The first-day lesson on cybersecurity is to learn the fundamental mantra of responsibility: maintain the C-I-A of our information. We are to make sure information has ConfidentialityIntegrity, and Availability. The massive shift to a locked-down society, called The Great Hunkering by a cousin, caused by the novel coronavirus pandemic, has put a huge strain on maintaining availability of information and services across the interwebs. Oliver Sudden folks who had been spending their days in offices and classrooms became victims of telework and tele-school mandates. The immediate impact on network bandwidth  usage is obvious to anyone in the world of information systems (IS) and information technology (IT). However, that just accounts for the flow volume impact. Less obvious to many is the impact on load capacity of the processing systems that use that data. Which brings us to a painful lesson in the news.

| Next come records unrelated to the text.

use crate::constants::{
    DEFAULT_METHOD, DEFAULT_QUALITY, MAX_METHOD, MAX_QUALITY, MIN_METHOD, MIN_QUALITY,
};
use crate::error::{ConversionError, Result};
use crate::formats::TypeFilter;
use std::path::{Path, PathBuf};

/// libwebp encoder parameters shared by every file in a run.
#[derive(Debug, Clone, Copy, PartialEq, Eq)]
pub struct EncodeSettings {
    pub quality: u8,
    pub method: u8,
    pub lossless: bool,
}

impl EncodeSettings {
    /// Validates raw user input. Values are taken as `i64` so that negative
    /// numbers reach validation instead of failing to parse.
    pub fn new(quality: Option<i64>, method: Option<i64>, lossless: bool) -> Result<Self> {
        let quality = quality.unwrap_or(DEFAULT_QUALITY as i64);
        if !(MIN_QUALITY as i64..=MAX_QUALITY as i64).contains(&quality) {
            return Err(ConversionError::InvalidQuality(quality));
        }

        let method = method.unwrap_or(DEFAULT_METHOD as i64);
        if !(MIN_METHOD as i64..=MAX_METHOD as i64).contains(&method) {
            return Err(ConversionError::InvalidMethod(method));
        }

        Ok(Self {
            quality: quality as u8,
            method: method as u8,
            lossless,
        })
    }
}

impl Default for EncodeSettings {
    fn default() -> Self {
        Self {
            quality: DEFAULT_QUALITY,
            method: DEFAULT_METHOD,
            lossless: false,
        }
    }
}

/// Everything a run needs to know, fixed before the first file is touched.
#[derive(Debug, Clone)]
pub struct ConversionRequest {
    pub input_dir: PathBuf,
    pub output_dir: PathBuf,
    pub type_filter: TypeFilter,
    pub encode: EncodeSettings,
    pub recursive: bool,
    pub delete_original: bool,
    pub preserve_animation: bool,
    pub threads: usize,
}

impl ConversionRequest {
    /// A request with default settings; the output directory is the input
    /// directory.
    pub fn new(input_dir: impl Into<PathBuf>) -> Self {
        let input_dir = input_dir.into();
        Self {
            output_dir: input_dir.clone(),
            input_dir,
            type_filter: TypeFilter::All,
            encode: EncodeSettings::default(),
            recursive: false,
            delete_original: false,
            preserve_animation: true,
            threads: 1,
        }
    }

    pub fn with_output_dir(mut self, output_dir: Option<PathBuf>) -> Self {
        if let Some(dir) = output_dir {
            self.output_dir = dir;
        }
        self
    }

    pub fn with_type_filter(mut self, type_filter: TypeFilter) -> Self {
        self.type_filter = type_filter;
        self
    }

    pub fn with_encode(mut self, encode: EncodeSettings) -> Self {
        self.encode = encode;
        self
    }

    pub fn recursive(mut self, recursive: bool) -> Self {
        self.recursive = recursive;
        self
    }

    pub fn delete_original(mut self, delete_original: bool) -> Self {
        self.delete_original = delete_original;
        self
    }

    pub fn preserve_animation(mut self, preserve_animation: bool) -> Self {
        self.preserve_animation = preserve_animation;
        self
    }

    /// Worker threads; 0 means one per CPU.
    pub fn threads(mut self, threads: usize) -> Self {
        self.threads = if threads == 0 { num_cpus::get() } else { threads };
        self
    }

    pub fn input_dir(&self) -> &Path {
        &self.input_dir
    }

    pub fn output_dir(&self) -> &Path {
        &self.output_dir
    }

    pub fn is_parallel(&self) -> bool {
        self.threads > 1
    }
}
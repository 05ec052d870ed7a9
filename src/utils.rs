//! Number formatting helpers shared by the converter and the reporter.

/// Format file size in human-readable format
///
/// # Arguments
/// * `bytes` - Size in bytes
///
/// # Returns
/// * Human-readable size string (e.g., "1.2 MB", "512 B")
pub fn format_file_size(bytes: u64) -> String {
    const UNITS: &[&str] = &["B", "KB", "MB", "GB", "TB"];
    const THRESHOLD: f64 = 1024.0;

    if bytes == 0 {
        return "0 B".to_string();
    }

    let mut size = bytes as f64;
    let mut unit_index = 0;

    while size >= THRESHOLD && unit_index < UNITS.len() - 1 {
        size /= THRESHOLD;
        unit_index += 1;
    }

    if unit_index == 0 {
        format!("{} {}", bytes, UNITS[unit_index])
    } else {
        format!("{:.1} {}", size, UNITS[unit_index])
    }
}

/// Format an integer with `,` thousands separators, e.g. `10,456,789`.
pub fn format_with_separators(value: u64) -> String {
    let digits = value.to_string();
    let mut out = String::with_capacity(digits.len() + digits.len() / 3);
    for (i, ch) in digits.chars().enumerate() {
        if i > 0 && (digits.len() - i) % 3 == 0 {
            out.push(',');
        }
        out.push(ch);
    }
    out
}

/// Size change from `original_size` to `converted_size` as a percentage,
/// rounded to one decimal place. Negative means the file shrank.
///
/// # Returns
/// * `None` when `original_size` is zero
pub fn percent_change(original_size: u64, converted_size: u64) -> Option<f64> {
    if original_size == 0 {
        return None;
    }
    let change =
        (converted_size as f64 - original_size as f64) / original_size as f64 * 100.0;
    Some((change * 10.0).round() / 10.0)
}

/// Render a percentage change with an explicit sign, e.g. `-42.5%`.
pub fn format_percent_change(original_size: u64, converted_size: u64) -> String {
    match percent_change(original_size, converted_size) {
        Some(pct) => format!("{:+.1}%", pct),
        None => "n/a".to_string(),
    }
}
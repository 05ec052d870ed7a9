use crate::error::{ConversionError, Result};
use crate::formats::{ImageKind, TypeFilter};
use crate::warn;
use std::path::{Path, PathBuf};
use walkdir::WalkDir;

/// A source image found under the input root.
#[derive(Debug, Clone, PartialEq, Eq)]
pub struct DiscoveredFile {
    /// Absolute path of the source file
    pub path: PathBuf,
    /// Path relative to the canonical input root
    pub relative_path: PathBuf,
    pub kind: ImageKind,
}

/// Lazy walk over the input root yielding matching images in file-name order.
///
/// Entries that cannot be read are reported with a warning and skipped.
pub struct ImageFiles {
    root: PathBuf,
    type_filter: TypeFilter,
    entries: walkdir::IntoIter,
}

impl ImageFiles {
    pub fn root(&self) -> &Path {
        &self.root
    }
}

impl Iterator for ImageFiles {
    type Item = DiscoveredFile;

    fn next(&mut self) -> Option<Self::Item> {
        loop {
            let entry = match self.entries.next()? {
                Ok(entry) => entry,
                Err(e) => {
                    warn!("Skipping unreadable entry: {}", ConversionError::from(e));
                    continue;
                }
            };

            let path = entry.path();
            if !path.is_file() {
                continue;
            }

            let Some(kind) = self.type_filter.classify(path) else {
                continue;
            };

            let relative_path = path
                .strip_prefix(&self.root)
                .map(Path::to_path_buf)
                .unwrap_or_else(|_| PathBuf::from(entry.file_name()));

            return Some(DiscoveredFile {
                path: path.to_path_buf(),
                relative_path,
                kind,
            });
        }
    }
}

/// Starts a walk of `root` for images accepted by `type_filter`.
///
/// # Arguments
/// * `root` - Input directory
/// * `type_filter` - Which source formats to yield
/// * `recursive` - Descend into subdirectories instead of scanning direct children only
///
/// # Returns
/// * `Ok(ImageFiles)` - A lazy iterator; it may be empty
/// * `Err(ConversionError::NotFound)` - If `root` does not exist
/// * `Err(ConversionError::NotADirectory)` - If `root` is not a directory
pub fn discover_images(root: &Path, type_filter: TypeFilter, recursive: bool) -> Result<ImageFiles> {
    if !root.exists() {
        return Err(ConversionError::NotFound(root.to_path_buf()));
    }
    if !root.is_dir() {
        return Err(ConversionError::NotADirectory(root.to_path_buf()));
    }

    let root = root.canonicalize()?;
    let max_depth = if recursive { usize::MAX } else { 1 };

    let entries = WalkDir::new(&root)
        .min_depth(1)
        .max_depth(max_depth)
        .sort_by_file_name()
        .into_iter();

    Ok(ImageFiles {
        root,
        type_filter,
        entries,
    })
}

Fairfax County, Virginia, has one of the largest school systems in the US (189,000 students). I am fairly familiar with that system since my own children went through its schools. The system had been using Blackboard for class management, so the natural move was to expand the use of Blackboard's live classroom module for conducting classes. The shift did not go well at all. Students and parents complained of inability to connect, faulty video and audio feeds, and malicious classroom intrusions. As reported in an April 22 Washington Post article the schools IT chief lost her job because of the system failures. The school board held a (virtual) meeting to investigate, where the IT chief and a senior representative of Blackboard traded blame. From that article, here is what I consider the key failure in IT management that led to the fiasco:

"Blackboard Chief Product Officer Tim Tomlinson noted that Fairfax had failed to implement seven updates to its technology over the past nearly two years, although company staffers had publicized the upgrades to the school system.But Luftglass [the IT chief] said the company never told her the updates were needed to improve performance ahead of distance learning. ... Documents obtained by The Post show that technology specialists within the system foresaw possible trouble weeks ago and tried to warn higher-ups long before virtual school began."

Really? They let their software languish without upgrade through seven cycles and two years? They didn't think it necessary because no one told them? Basic Control #2 of the CIS Top 20 is  Inventory and Control of Software Assets. Controlling enterprise software includes keeping it up to date. While the CIS control #2 is implicitly focused on reducing vulnerabilities, performance improvements in software updates and upgrades are often essential to maintaining system availability. Apparently that was the problem at Fairfax County Schools.

So, the lesson here, learned the hard way by the [former] IT chief: Keep your software up to date!.
And secondary lesson: listen to your workers on the front lines.

(c) 2020, D. Cragin Shelton as posted online on Randomness.